NFL quarterback Paul Crewe’s life has been on the skids ever since he was banished from the league for point-shaving. Aside from the “joys” of nasty, oppressive, rich girlfriends and solitary booze binges, he doesn’t have much to live for. So Crewe doesn’t much care that after a drunken run-in with police, he winds up in a federal prison.

It just so happens, of course, that Warden Hazen has his own semi-pro football team staffed by the penitentiary’s sadistic guards. And those guards don’t have a decent team to practice against. That’s where Crewe comes in. Hazen assures Crewe that if he puts together a practice squad made up of inmates, his three-year sentence will go smoothly.

At first Crewe doesn’t have much to work with, just a bunch of bulked-up sociopaths eager to put a major hit on their tormentors. But wouldn’t you know it, that very same prison just happens to have a former Heisman Trophy winner, Nate Scarborough, who volunteers to coach the ragtag team. He sets about instilling a relative amount of discipline into the players—emphasis on the word relative. In the meantime, all sorts of cheating and dirty tricks between the semi-pros and cons ensue.

The day of the big game arrives, complete with coverage by ESPN. But Hazen is so determined to win he blackmails Crewe with a crime he didn’t commit. (Football is a quasi-religion in Texas, and a winning team owner has that much better chance to be elected governor, a position the warden has designs on.) Crewe is notorious for throwing a game in the past; will he do it again to save his own skin?

Positive Elements

The captain of the guards’ team, while at first an abusive and dirty competitor, comes to respect his nemesis, Crewe, and refuses to testify falsely against him. He also refuses to shoot him. The inmates learn the value of teamwork. (Though the most common result of them “banding together” is yet another committed crime.) The downward spiral Crewe’s life goes into after he throws the NFL game speaks to the damage immoral and unethical decisions can do.
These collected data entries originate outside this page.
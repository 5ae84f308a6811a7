use crate::config::AuthConfig;
use crate::domain::auth::Claims;
use crate::error::{AppError, Result};
use jsonwebtoken::{
    Algorithm, DecodingKey, EncodingKey, Header, Validation, dangerous::insecure_decode, decode, encode, errors::ErrorKind,
};
use std::collections::BTreeSet;
use std::fmt;
use std::sync::Arc;
use thiserror::Error;
use time::OffsetDateTime;
use uuid::Uuid;

const ALGORITHM: Algorithm = Algorithm::HS256;

#[derive(Error, Debug, Clone, Copy, PartialEq, Eq)]
pub enum TokenError {
    #[error("token is malformed")]
    Malformed,
    #[error("token has expired")]
    Expired,
    #[error("token signature is invalid")]
    InvalidSignature,
    #[error("token issuer is invalid")]
    InvalidIssuer,
    #[error("token audience is invalid")]
    InvalidAudience,
}

impl From<jsonwebtoken::errors::Error> for TokenError {
    fn from(e: jsonwebtoken::errors::Error) -> Self {
        match e.kind() {
            ErrorKind::ExpiredSignature => Self::Expired,
            ErrorKind::InvalidSignature | ErrorKind::InvalidAlgorithm => Self::InvalidSignature,
            ErrorKind::InvalidIssuer => Self::InvalidIssuer,
            ErrorKind::InvalidAudience => Self::InvalidAudience,
            ErrorKind::MissingRequiredClaim(claim) if claim == "iss" => Self::InvalidIssuer,
            ErrorKind::MissingRequiredClaim(claim) if claim == "aud" => Self::InvalidAudience,
            _ => Self::Malformed,
        }
    }
}

#[derive(Debug, Clone)]
pub struct IssuedAccessToken {
    pub token: String,
    pub jti: String,
    pub expires_at: OffsetDateTime,
}

/// Signs and checks HS256 access tokens.
#[derive(Clone)]
pub struct TokenCodec {
    issuer: Option<String>,
    audience: Option<String>,
    encoding_key: Arc<EncodingKey>,
    decoding_key: Arc<DecodingKey>,
    validation: Arc<Validation>,
    expiry_exempt: Arc<Validation>,
}

impl fmt::Debug for TokenCodec {
    fn fmt(&self, f: &mut fmt::Formatter<'_>) -> fmt::Result {
        f.debug_struct("TokenCodec")
            .field("issuer", &self.issuer)
            .field("audience", &self.audience)
            .finish_non_exhaustive()
    }
}

impl TokenCodec {
    /// # Errors
    /// Returns `AppError::Configuration` if the signing secret is empty.
    pub fn new(config: &AuthConfig) -> Result<Self> {
        if config.jwt_secret.trim().is_empty() {
            return Err(AppError::Configuration("JWT secret is not configured".to_string()));
        }
        if config.jwt_secret.len() < 32 {
            tracing::warn!("JWT secret is shorter than recommended (32 bytes)");
        }

        let issuer = config.jwt_issuer.clone().filter(|s| !s.is_empty());
        let audience = config.jwt_audience.clone().filter(|s| !s.is_empty());

        let mut validation = Validation::new(ALGORITHM);
        validation.leeway = 0;
        if let Some(issuer) = &issuer {
            validation.set_issuer(&[issuer]);
        }
        match &audience {
            Some(audience) => validation.set_audience(&[audience]),
            None => validation.validate_aud = false,
        }

        let mut expiry_exempt = validation.clone();
        expiry_exempt.validate_exp = false;

        Ok(Self {
            encoding_key: Arc::new(EncodingKey::from_secret(config.jwt_secret.as_bytes())),
            decoding_key: Arc::new(DecodingKey::from_secret(config.jwt_secret.as_bytes())),
            issuer,
            audience,
            validation: Arc::new(validation),
            expiry_exempt: Arc::new(expiry_exempt),
        })
    }

    /// Issues an access token with a fresh `jti` and one `role` entry per role name.
    ///
    /// # Errors
    /// Returns `AppError::Internal` if signing fails.
    pub fn issue(
        &self,
        user_id: i64,
        username: &str,
        email: &str,
        roles: &BTreeSet<String>,
        ttl_minutes: i64,
    ) -> Result<IssuedAccessToken> {
        let iat = OffsetDateTime::now_utc().unix_timestamp();
        let exp = ttl_minutes.checked_mul(60).and_then(|secs| iat.checked_add(secs)).ok_or_else(|| {
            tracing::error!(ttl_minutes, "Access token expiry overflows");
            AppError::Internal
        })?;
        let expires_at = OffsetDateTime::from_unix_timestamp(exp).map_err(|_| AppError::Internal)?;
        let jti = Uuid::new_v4().to_string();

        let claims = Claims {
            sub: user_id.to_string(),
            unique_name: username.to_string(),
            email: email.to_string(),
            jti: jti.clone(),
            roles: roles.iter().cloned().collect(),
            iss: self.issuer.clone(),
            aud: self.audience.clone(),
            iat,
            exp,
        };

        let token = self.encode(&claims)?;
        Ok(IssuedAccessToken { token, jti, expires_at })
    }

    /// Decodes the payload without checking signature, issuer, audience or expiry.
    ///
    /// # Errors
    /// Returns `TokenError::Malformed` if the string is not a decodable token.
    pub fn parse(token: &str) -> std::result::Result<Claims, TokenError> {
        insecure_decode::<Claims>(token).map(|data| data.claims).map_err(|_| TokenError::Malformed)
    }

    /// Checks signature, issuer, audience and expiry with no clock-skew allowance.
    ///
    /// # Errors
    /// Returns the first check that failed.
    pub fn validate(&self, token: &str) -> std::result::Result<Claims, TokenError> {
        decode::<Claims>(token, &self.decoding_key, &self.validation).map(|data| data.claims).map_err(TokenError::from)
    }

    /// Same as [`Self::validate`] with the expiry check turned off.
    ///
    /// # Errors
    /// Returns the first non-expiry check that failed.
    pub fn verify_ignoring_expiry(&self, token: &str) -> std::result::Result<Claims, TokenError> {
        decode::<Claims>(token, &self.decoding_key, &self.expiry_exempt)
            .map(|data| data.claims)
            .map_err(TokenError::from)
    }

    pub(crate) fn encode(&self, claims: &Claims) -> Result<String> {
        encode(&Header::new(ALGORITHM), claims, &self.encoding_key).map_err(|e| {
            tracing::error!(error = %e, "Failed to sign access token");
            AppError::Internal
        })
    }
}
He wavers for a bit when push comes to shove (literally in this case), but remains committed to never repeating his mistake.

Spiritual Elements

A praying inmate tells Jesus that if He helps him, “I’ll stop cheating on my wife with black guys.” A comrade, whose mental instability is played for laughs, says, “The blood of the gods is going to flow like the rivers of Babylon.” A Bible is placed on a coffin.

Sexual Content

Visual and verbal homosexual gags and jabs permeate the story. Rape. Sodomy. Lust. Anatomy. You name it, there’s a dirty joke about it in the script. The cons’ team has its own cheerleaders—flamboyant cross-dressers whose on-the-field cheers and off-the-field antics suggestively evoke gay sex. One does an acrobatic flip, exposing his jockstrap and nearly bare backside. They all do a cheer spelling out “d–k” with their bodies.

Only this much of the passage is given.